------ Stored data ------
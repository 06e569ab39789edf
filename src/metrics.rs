//! # Metrics Surface
//!
//! A process-wide [`prometheus_client`] registry exposed at `GET /metrics`.
//! Every counter/gauge/histogram this crate reports lives here; callers
//! elsewhere in the crate hold a cheap `Arc<Metrics>` clone and touch only the
//! handles relevant to them.

use std::sync::Arc;

use prometheus_client::encoding::{text::encode, EncodeLabelSet};
use prometheus_client::metrics::counter::Counter;
use prometheus_client::metrics::family::Family;
use prometheus_client::metrics::gauge::Gauge;
use prometheus_client::metrics::histogram::Histogram;
use prometheus_client::registry::Registry;

#[derive(Debug, Clone, Hash, PartialEq, Eq, EncodeLabelSet)]
pub struct StreamLabel {
    pub stream_id: String,
}

#[derive(Debug, Clone, Hash, PartialEq, Eq, EncodeLabelSet)]
pub struct HttpLabel {
    pub method: String,
    pub route: String,
    pub status: String,
}

#[derive(Debug, Clone, Hash, PartialEq, Eq, EncodeLabelSet)]
pub struct RouteLabel {
    pub route: String,
}

/// Holds every metric this crate reports plus the `Registry` they're registered into.
/// Built once at startup and shared as an `Arc` across the HTTP state,
/// Workers, and the Fan-out Hub.
pub struct Metrics {
    registry: Registry,

    pub http_requests_total: Family<HttpLabel, Counter>,
    pub http_request_duration_seconds: Family<RouteLabel, Histogram>,

    pub streams_created_total: Counter,
    pub streams_deleted_total: Counter,
    pub streams_reordered_total: Counter,

    pub pipeline_frames_emitted_total: Family<StreamLabel, Counter>,
    pub pipeline_frames_dropped_total: Family<StreamLabel, Counter>,
    pub pipeline_buffer_overflow_total: Family<StreamLabel, Counter>,
    pub mjpeg_frames_dropped_total: Family<StreamLabel, Counter>,
    pub worker_restarts_total: Family<StreamLabel, Counter>,

    pub active_mjpeg_subscribers: Family<StreamLabel, Gauge>,
    pub active_workers: Gauge,
    pub stream_fps: Family<StreamLabel, Gauge<f64, std::sync::atomic::AtomicU64>>,
}

impl Metrics {
    pub fn new() -> Self {
        let mut registry = Registry::with_prefix("rtsp_gateway");

        let http_requests_total = Family::<HttpLabel, Counter>::default();
        registry.register("http_requests", "Total HTTP requests handled", http_requests_total.clone());

        let http_request_duration_seconds = Family::<RouteLabel, Histogram>::new_with_constructor(|| {
            Histogram::new([0.005, 0.01, 0.025, 0.05, 0.1, 0.25, 0.5, 1.0, 2.5, 5.0].into_iter())
        });
        registry.register(
            "http_request_duration_seconds",
            "HTTP request latency in seconds",
            http_request_duration_seconds.clone(),
        );

        let streams_created_total = Counter::default();
        registry.register("streams_created", "Total streams created", streams_created_total.clone());

        let streams_deleted_total = Counter::default();
        registry.register("streams_deleted", "Total streams deleted", streams_deleted_total.clone());

        let streams_reordered_total = Counter::default();
        registry.register(
            "streams_reordered",
            "Total reorder operations applied",
            streams_reordered_total.clone(),
        );

        let pipeline_frames_emitted_total = Family::<StreamLabel, Counter>::default();
        registry.register(
            "pipeline_frames_emitted",
            "Frames that passed the FPS gate and were published",
            pipeline_frames_emitted_total.clone(),
        );

        let pipeline_frames_dropped_total = Family::<StreamLabel, Counter>::default();
        registry.register(
            "pipeline_frames_dropped",
            "Frames discarded by the FPS gate",
            pipeline_frames_dropped_total.clone(),
        );

        let pipeline_buffer_overflow_total = Family::<StreamLabel, Counter>::default();
        registry.register(
            "pipeline_buffer_overflow",
            "Times the JPEG framer discarded a buffer that exceeded the size cap",
            pipeline_buffer_overflow_total.clone(),
        );

        let mjpeg_frames_dropped_total = Family::<StreamLabel, Counter>::default();
        registry.register(
            "mjpeg_frames_dropped",
            "Frames dropped for a slow MJPEG subscriber",
            mjpeg_frames_dropped_total.clone(),
        );

        let worker_restarts_total = Family::<StreamLabel, Counter>::default();
        registry.register("worker_restarts", "Total worker restart attempts", worker_restarts_total.clone());

        let active_mjpeg_subscribers = Family::<StreamLabel, Gauge>::default();
        registry.register(
            "active_mjpeg_subscribers",
            "Currently connected MJPEG subscribers",
            active_mjpeg_subscribers.clone(),
        );

        let active_workers = Gauge::default();
        registry.register("active_workers", "Currently running stream workers", active_workers.clone());

        let stream_fps = Family::<StreamLabel, Gauge<f64, std::sync::atomic::AtomicU64>>::default();
        registry.register("stream_fps", "EMA of emitted frames per second over the last 2s", stream_fps.clone());

        Metrics {
            registry,
            http_requests_total,
            http_request_duration_seconds,
            streams_created_total,
            streams_deleted_total,
            streams_reordered_total,
            pipeline_frames_emitted_total,
            pipeline_frames_dropped_total,
            pipeline_buffer_overflow_total,
            mjpeg_frames_dropped_total,
            worker_restarts_total,
            active_mjpeg_subscribers,
            active_workers,
            stream_fps,
        }
    }

    /// Render the registry in Prometheus text exposition format.
    pub fn render(&self) -> String {
        let mut buf = String::new();
        // `encode` only fails on a `fmt::Write` error, which a `String` never
        // produces.
        encode(&mut buf, &self.registry).expect("encoding metrics into a String cannot fail");
        buf
    }
}

impl Default for Metrics {
    fn default() -> Self {
        Metrics::new()
    }
}

pub type SharedMetrics = Arc<Metrics>;
//! CRUD, reorder, and start/stop handlers.

use axum::extract::{Path, State};
use axum::http::StatusCode;
use axum::response::{IntoResponse, Response};
use axum::Json;
use serde::{Deserialize, Serialize};

use crate::config::{Patch, Stream};
use crate::error::AppError;
use crate::http::state::AppState;

#[derive(Debug, Deserialize)]
pub struct CreateStreamRequest {
    pub name: String,
    pub rtsp_url: String,
    #[serde(default)]
    pub ffmpeg_params: Vec<String>,
}

#[derive(Debug, Serialize)]
pub struct GpuBackendResponse {
    pub gpu_backend: &'static str,
}

#[derive(Debug, Serialize)]
pub struct FfmpegDefaultsResponse {
    pub combined_params: String,
}

#[derive(Debug, Deserialize)]
pub struct ReorderRequest {
    pub order: Vec<String>,
}

pub async fn list(State(state): State<AppState>) -> Json<Vec<Stream>> {
    Json(state.registry.list())
}

pub async fn create(
    State(state): State<AppState>,
    Json(body): Json<CreateStreamRequest>,
) -> Result<Response, AppError> {
    let stream = state.registry.create(&body.name, &body.rtsp_url, body.ffmpeg_params)?;
    state.metrics.streams_created_total.inc();
    Ok((StatusCode::CREATED, Json(stream)).into_response())
}

pub async fn get(State(state): State<AppState>, Path(id): Path<String>) -> Result<Json<Stream>, AppError> {
    state.registry.get(&id).map(Json).ok_or_else(|| AppError::not_found(id))
}

pub async fn update(
    State(state): State<AppState>,
    Path(id): Path<String>,
    Json(patch): Json<Patch>,
) -> Result<Json<Stream>, AppError> {
    state.registry.update(&id, patch).map(Json)
}

pub async fn delete(State(state): State<AppState>, Path(id): Path<String>) -> Result<StatusCode, AppError> {
    state.registry.delete(&id)?;
    state.metrics.streams_deleted_total.inc();
    Ok(StatusCode::NO_CONTENT)
}

pub async fn reorder(
    State(state): State<AppState>,
    Json(body): Json<ReorderRequest>,
) -> Result<StatusCode, AppError> {
    state.registry.reorder(body.order)?;
    Ok(StatusCode::OK)
}

pub async fn start(State(state): State<AppState>, Path(id): Path<String>) -> Result<StatusCode, AppError> {
    state.registry.start(&id)?;
    Ok(StatusCode::ACCEPTED)
}

pub async fn stop(State(state): State<AppState>, Path(id): Path<String>) -> Result<StatusCode, AppError> {
    state.registry.stop(&id)?;
    Ok(StatusCode::ACCEPTED)
}

pub async fn gpu_backend(State(state): State<AppState>) -> Json<GpuBackendResponse> {
    Json(GpuBackendResponse { gpu_backend: state.registry.gpu_backend().as_str() })
}

pub async fn ffmpeg_defaults(State(state): State<AppState>) -> Json<FfmpegDefaultsResponse> {
    Json(FfmpegDefaultsResponse { combined_params: state.registry.ffmpeg_default_params().join(" ") })
}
------
## What this task involves
The answer must consist of every line from the data that contains the word "FfmpegDefaultsResponse".

## Answer to this task
pub struct FfmpegDefaultsResponse {
pub async fn ffmpeg_defaults(State(state): State<AppState>) -> Json<FfmpegDefaultsResponse> {
    Json(FfmpegDefaultsResponse { combined_params: state.registry.ffmpeg_default_params().join(" ") })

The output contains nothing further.